What to produce:
From the entries that follow, list every line in which the string "label" appears.

Saved data entries:
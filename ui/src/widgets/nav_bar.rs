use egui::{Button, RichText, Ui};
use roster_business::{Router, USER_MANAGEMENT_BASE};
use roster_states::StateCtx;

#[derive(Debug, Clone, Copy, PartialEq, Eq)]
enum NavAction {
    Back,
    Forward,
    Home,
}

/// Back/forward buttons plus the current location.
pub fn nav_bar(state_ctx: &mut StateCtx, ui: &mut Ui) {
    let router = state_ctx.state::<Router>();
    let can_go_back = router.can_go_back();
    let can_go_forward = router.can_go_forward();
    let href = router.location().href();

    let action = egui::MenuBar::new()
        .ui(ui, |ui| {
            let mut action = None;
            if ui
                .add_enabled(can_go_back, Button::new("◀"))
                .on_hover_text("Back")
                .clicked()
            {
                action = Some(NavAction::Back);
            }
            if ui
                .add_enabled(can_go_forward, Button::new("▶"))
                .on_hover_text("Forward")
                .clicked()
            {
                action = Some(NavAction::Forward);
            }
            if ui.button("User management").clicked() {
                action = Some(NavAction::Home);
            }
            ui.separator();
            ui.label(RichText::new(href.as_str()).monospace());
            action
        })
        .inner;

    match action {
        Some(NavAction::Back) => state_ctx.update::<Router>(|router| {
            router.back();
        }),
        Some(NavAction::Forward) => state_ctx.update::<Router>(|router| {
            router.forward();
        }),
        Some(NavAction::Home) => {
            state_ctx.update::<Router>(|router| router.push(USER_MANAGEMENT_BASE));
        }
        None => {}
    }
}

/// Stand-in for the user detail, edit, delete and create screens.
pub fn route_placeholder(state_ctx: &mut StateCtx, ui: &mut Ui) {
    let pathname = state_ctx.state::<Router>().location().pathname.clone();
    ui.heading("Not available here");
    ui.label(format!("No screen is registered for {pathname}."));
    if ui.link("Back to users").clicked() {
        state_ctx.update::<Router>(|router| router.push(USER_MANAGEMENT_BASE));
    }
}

Output of the exercise:
            ui.label(RichText::new(href.as_str()).monospace());
    ui.label(format!("No screen is registered for {pathname}."));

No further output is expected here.